### The data

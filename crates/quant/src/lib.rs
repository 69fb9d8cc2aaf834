//! Feature pipeline for daily stock data.
//!
//! Turns raw OHLCV records into model-ready feature rows and prepares
//! the training sample.
//!
//! # Modules
//!
//! - [`rolling`] - Ring-buffer trailing mean for moving averages
//! - [`pipeline`] - Cleaning and feature derivation (`preprocess`)
//! - [`scaler`] - Per-column min-max scaling
//! - [`dataset`] - Shuffled sample and train/test split
//!
//! # Example
//!
//! ```
//! use quant::preprocess;
//!
//! // Fewer than 31 records leaves nothing after the 30-day window.
//! let out = preprocess(&[], true).unwrap();
//! assert!(out.rows.is_empty());
//! ```

pub mod dataset;
pub mod pipeline;
pub mod rolling;
pub mod scaler;

pub use dataset::{DatasetSplit, SplitConfig, prepare_data};
pub use pipeline::{
    LONG_WINDOW, Preprocessed, SHORT_WINDOW, engineer_features, preprocess,
};
pub use rolling::TrailingMean;
pub use scaler::MinMaxScaler;

use thiserror::Error;

/// Errors raised by the feature pipeline.
#[derive(Debug, Error, PartialEq)]
pub enum PipelineError {
    #[error("cannot fit a scaler on an empty batch")]
    EmptyBatch,

    #[error("invalid scaler bounds: {0}")]
    Bounds(#[from] types::BoundsError),

    #[error("need at least {needed} rows to split, got {got}")]
    NotEnoughRows { needed: usize, got: usize },

    #[error("test fraction must be in (0, 1), got {0}")]
    InvalidTestFraction(f64),
}
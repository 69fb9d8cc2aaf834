//! Server crate: axum-based inference service for the hybrid quantum model.
//!
//! # Architecture
//!
//! ```text
//! ┌────────────────────┐   Arc<AppState>   ┌──────────────────────────┐
//! │  startup (main)    │──────────────────>│  axum handlers           │
//! │  load artifact     │                   │  /predict    (upload)    │
//! │  or fail closed    │                   │  /fetch_stock (provider) │
//! └────────────────────┘                   │  *_image     (PNG)       │
//!                                          └──────────────────────────┘
//! ```
//!
//! # Modules
//!
//! - [`app`]: Router, middleware and server configuration
//! - [`state`]: Service context built once at startup
//! - [`error`]: HTTP error mapping and startup errors
//! - [`routes`]: Route handlers (health, predict, stock)
//! - [`chart`]: Line charts rendered to PNG

pub mod app;
pub mod chart;
pub mod error;
pub mod routes;
pub mod state;

pub use app::{ServerConfig, create_app, serve};
pub use chart::{ChartError, Series, render_line_chart};
pub use error::{AppError, AppResult, StartupError};
pub use state::{AppState, ModelStatus};
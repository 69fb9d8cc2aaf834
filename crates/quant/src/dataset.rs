//! Training sample preparation.
//!
//! Shuffles the feature rows with a fixed seed, keeps the first
//! `num_samples`, then shuffles again and holds out a test fraction.

use rand::SeedableRng;
use rand::rngs::StdRng;
use rand::seq::SliceRandom;
use types::{FEATURE_COUNT, FeatureRow};

use crate::PipelineError;

/// How to draw and split the training sample.
#[derive(Debug, Clone)]
pub struct SplitConfig {
    /// Rows kept after shuffling.
    pub num_samples: usize,
    /// Fraction held out for testing.
    pub test_fraction: f64,
    /// Seed for both shuffles.
    pub seed: u64,
}

impl Default for SplitConfig {
    fn default() -> Self {
        Self {
            num_samples: 100,
            test_fraction: 0.2,
            seed: 42,
        }
    }
}

/// Feature matrix and target vectors for training and testing.
#[derive(Debug, Clone, Default)]
pub struct DatasetSplit {
    pub train_x: Vec<[f64; FEATURE_COUNT]>,
    pub train_y: Vec<f64>,
    pub test_x: Vec<[f64; FEATURE_COUNT]>,
    pub test_y: Vec<f64>,
}

/// Draw a sample from `rows` and split it into train and test sets.
///
/// The test set gets `ceil(test_fraction * n)` rows; both sets are
/// guaranteed non-empty.
pub fn prepare_data(rows: &[FeatureRow], config: &SplitConfig) -> Result<DatasetSplit, PipelineError> {
    if !(config.test_fraction > 0.0 && config.test_fraction < 1.0) {
        return Err(PipelineError::InvalidTestFraction(config.test_fraction));
    }

    let mut rng = StdRng::seed_from_u64(config.seed);
    let mut indices: Vec<usize> = (0..rows.len()).collect();
    indices.shuffle(&mut rng);
    indices.truncate(config.num_samples);

    let n = indices.len();
    if n < 2 {
        return Err(PipelineError::NotEnoughRows { needed: 2, got: n });
    }

    indices.shuffle(&mut rng);
    let n_test = ((config.test_fraction * n as f64).ceil() as usize).clamp(1, n - 1);
    let (test_idx, train_idx) = indices.split_at(n_test);

    let pick = |idx: &[usize]| -> (Vec<[f64; FEATURE_COUNT]>, Vec<f64>) {
        idx.iter()
            .map(|&i| (rows[i].to_features(), rows[i].target()))
            .unzip()
    };
    let (train_x, train_y) = pick(train_idx);
    let (test_x, test_y) = pick(test_idx);

    Ok(DatasetSplit {
        train_x,
        train_y,
        test_x,
        test_y,
    })
}
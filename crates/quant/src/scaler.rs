//! Per-column min-max scaling.
//!
//! A scaler is fitted on one batch and can be persisted as
//! [`ScalerBounds`], so inference reuses training-time statistics instead
//! of refitting on whatever batch it is given.

use types::{ColumnBounds, FeatureColumn, FeatureRow, ScalerBounds, TARGET_COLUMN};

use crate::PipelineError;

/// Rescales every feature column to `[0, 1]`.
///
/// Constant columns (zero range) map to `0.0`.
#[derive(Debug, Clone, PartialEq)]
pub struct MinMaxScaler {
    bounds: ScalerBounds,
}

impl MinMaxScaler {
    /// Fit bounds on the observed min/max of each column.
    pub fn fit(rows: &[FeatureRow]) -> Result<Self, PipelineError> {
        if rows.is_empty() {
            return Err(PipelineError::EmptyBatch);
        }

        let columns = FeatureColumn::ALL
            .iter()
            .map(|&column| {
                let (min, max) = rows.iter().map(|r| r.get(column)).fold(
                    (f64::INFINITY, f64::NEG_INFINITY),
                    |(lo, hi), v| (lo.min(v), hi.max(v)),
                );
                ColumnBounds { column, min, max }
            })
            .collect();

        Ok(Self {
            bounds: ScalerBounds { columns },
        })
    }

    /// Rebuild a scaler from persisted bounds.
    pub fn from_bounds(bounds: ScalerBounds) -> Result<Self, PipelineError> {
        bounds.validate()?;
        Ok(Self { bounds })
    }

    /// Scale rows in place.
    ///
    /// Values outside the fitted range land outside `[0, 1]`.
    pub fn transform(&self, rows: &mut [FeatureRow]) {
        for bounds in &self.bounds.columns {
            for row in rows.iter_mut() {
                row.set(bounds.column, bounds.scale(row.get(bounds.column)));
            }
        }
    }

    /// Map a scaled target value back to price units.
    pub fn unscale_target(&self, value: f64) -> Option<f64> {
        self.bounds.get(TARGET_COLUMN).map(|b| b.unscale(value))
    }

    pub fn bounds(&self) -> &ScalerBounds {
        &self.bounds
    }

    pub fn into_bounds(self) -> ScalerBounds {
        self.bounds
    }
}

### Exercise details
Return every record in full, word for word.

### Response area
filename crates/quant/src/lib.rs
repository 69fb9d8cc2aaf834
//! Feature pipeline for daily stock data.
//!
//! Turns raw OHLCV records into model-ready feature rows and prepares
//! the training sample.
//!
//! # Modules
//!
//! - [`rolling`] - Ring-buffer trailing mean for moving averages
//! - [`pipeline`] - Cleaning and feature derivation (`preprocess`)
//! - [`scaler`] - Per-column min-max scaling
//! - [`dataset`] - Shuffled sample and train/test split
//!
//! # Example
//!
//! ```
//! use quant::preprocess;
//!
//! // Fewer than 31 records leaves nothing after the 30-day window.
//! let out = preprocess(&[], true).unwrap();
//! assert!(out.rows.is_empty());
//! ```

pub mod dataset;
pub mod pipeline;
pub mod rolling;
pub mod scaler;

pub use dataset::{DatasetSplit, SplitConfig, prepare_data};
pub use pipeline::{
    LONG_WINDOW, Preprocessed, SHORT_WINDOW, engineer_features, preprocess,
};
pub use rolling::TrailingMean;
pub use scaler::MinMaxScaler;

use thiserror::Error;

/// Errors raised by the feature pipeline.
#[derive(Debug, Error, PartialEq)]
pub enum PipelineError {
    #[error("cannot fit a scaler on an empty batch")]
    EmptyBatch,

    #[error("invalid scaler bounds: {0}")]
    Bounds(#[from] types::BoundsError),

    #[error("need at least {needed} rows to split, got {got}")]
    NotEnoughRows { needed: usize, got: usize },

    #[error("test fraction must be in (0, 1), got {0}")]
    InvalidTestFraction(f64),
}
repository 69fb9d8cc2aaf834
//! Server crate: axum-based inference service for the hybrid quantum model.
//!
//! # Architecture
//!
//! ```text
//! ┌────────────────────┐   Arc<AppState>   ┌──────────────────────────┐
//! │  startup (main)    │──────────────────>│  axum handlers           │
//! │  load artifact     │                   │  /predict    (upload)    │
//! │  or fail closed    │                   │  /fetch_stock (provider) │
//! └────────────────────┘                   │  *_image     (PNG)       │
//!                                          └──────────────────────────┘
//! ```
//!
//! # Modules
//!
//! - [`app`]: Router, middleware and server configuration
//! - [`state`]: Service context built once at startup
//! - [`error`]: HTTP error mapping and startup errors
//! - [`routes`]: Route handlers (health, predict, stock)
//! - [`chart`]: Line charts rendered to PNG

pub mod app;
pub mod chart;
pub mod error;
pub mod routes;
pub mod state;

pub use app::{ServerConfig, create_app, serve};
pub use chart::{ChartError, Series, render_line_chart};
pub use error::{AppError, AppResult, StartupError};
pub use state::{AppState, ModelStatus};
repository 69fb9d8cc2aaf834
filename crates/quant/src/dataset.rs
//! Training sample preparation.
//!
//! Shuffles the feature rows with a fixed seed, keeps the first
//! `num_samples`, then shuffles again and holds out a test fraction.

use rand::SeedableRng;
use rand::rngs::StdRng;
use rand::seq::SliceRandom;
use types::{FEATURE_COUNT, FeatureRow};

use crate::PipelineError;

/// How to draw and split the training sample.
#[derive(Debug, Clone)]
pub struct SplitConfig {
    /// Rows kept after shuffling.
    pub num_samples: usize,
    /// Fraction held out for testing.
    pub test_fraction: f64,
    /// Seed for both shuffles.
    pub seed: u64,
}

impl Default for SplitConfig {
    fn default() -> Self {
        Self {
            num_samples: 100,
            test_fraction: 0.2,
            seed: 42,
        }
    }
}

/// Feature matrix and target vectors for training and testing.
#[derive(Debug, Clone, Default)]
pub struct DatasetSplit {
    pub train_x: Vec<[f64; FEATURE_COUNT]>,
    pub train_y: Vec<f64>,
    pub test_x: Vec<[f64; FEATURE_COUNT]>,
    pub test_y: Vec<f64>,
}

/// Draw a sample from `rows` and split it into train and test sets.
///
/// The test set gets `ceil(test_fraction * n)` rows; both sets are
/// guaranteed non-empty.
pub fn prepare_data(rows: &[FeatureRow], config: &SplitConfig) -> Result<DatasetSplit, PipelineError> {
    if !(config.test_fraction > 0.0 && config.test_fraction < 1.0) {
        return Err(PipelineError::InvalidTestFraction(config.test_fraction));
    }

    let mut rng = StdRng::seed_from_u64(config.seed);
    let mut indices: Vec<usize> = (0..rows.len()).collect();
    indices.shuffle(&mut rng);
    indices.truncate(config.num_samples);

    let n = indices.len();
    if n < 2 {
        return Err(PipelineError::NotEnoughRows { needed: 2, got: n });
    }

    indices.shuffle(&mut rng);
    let n_test = ((config.test_fraction * n as f64).ceil() as usize).clamp(1, n - 1);
    let (test_idx, train_idx) = indices.split_at(n_test);

    let pick = |idx: &[usize]| -> (Vec<[f64; FEATURE_COUNT]>, Vec<f64>) {
        idx.iter()
            .map(|&i| (rows[i].to_features(), rows[i].target()))
            .unzip()
    };
    let (train_x, train_y) = pick(train_idx);
    let (test_x, test_y) = pick(test_idx);

    Ok(DatasetSplit {
        train_x,
        train_y,
        test_x,
        test_y,
    })
}
filename crates/quant/src/scaler.rs
//! Per-column min-max scaling.
//!
//! A scaler is fitted on one batch and can be persisted as
//! [`ScalerBounds`], so inference reuses training-time statistics instead
//! of refitting on whatever batch it is given.

use types::{ColumnBounds, FeatureColumn, FeatureRow, ScalerBounds, TARGET_COLUMN};

use crate::PipelineError;

/// Rescales every feature column to `[0, 1]`.
///
/// Constant columns (zero range) map to `0.0`.
#[derive(Debug, Clone, PartialEq)]
pub struct MinMaxScaler {
    bounds: ScalerBounds,
}

impl MinMaxScaler {
    /// Fit bounds on the observed min/max of each column.
    pub fn fit(rows: &[FeatureRow]) -> Result<Self, PipelineError> {
        if rows.is_empty() {
            return Err(PipelineError::EmptyBatch);
        }

        let columns = FeatureColumn::ALL
            .iter()
            .map(|&column| {
                let (min, max) = rows.iter().map(|r| r.get(column)).fold(
                    (f64::INFINITY, f64::NEG_INFINITY),
                    |(lo, hi), v| (lo.min(v), hi.max(v)),
                );
                ColumnBounds { column, min, max }
            })
            .collect();

        Ok(Self {
            bounds: ScalerBounds { columns },
        })
    }

    /// Rebuild a scaler from persisted bounds.
    pub fn from_bounds(bounds: ScalerBounds) -> Result<Self, PipelineError> {
        bounds.validate()?;
        Ok(Self { bounds })
    }

    /// Scale rows in place.
    ///
    /// Values outside the fitted range land outside `[0, 1]`.
    pub fn transform(&self, rows: &mut [FeatureRow]) {
        for bounds in &self.bounds.columns {
            for row in rows.iter_mut() {
                row.set(bounds.column, bounds.scale(row.get(bounds.column)));
            }
        }
    }

    /// Map a scaled target value back to price units.
    pub fn unscale_target(&self, value: f64) -> Option<f64> {
        self.bounds.get(TARGET_COLUMN).map(|b| b.unscale(value))
    }

    pub fn bounds(&self) -> &ScalerBounds {
        &self.bounds
    }

    pub fn into_bounds(self) -> ScalerBounds {
        self.bounds
    }
}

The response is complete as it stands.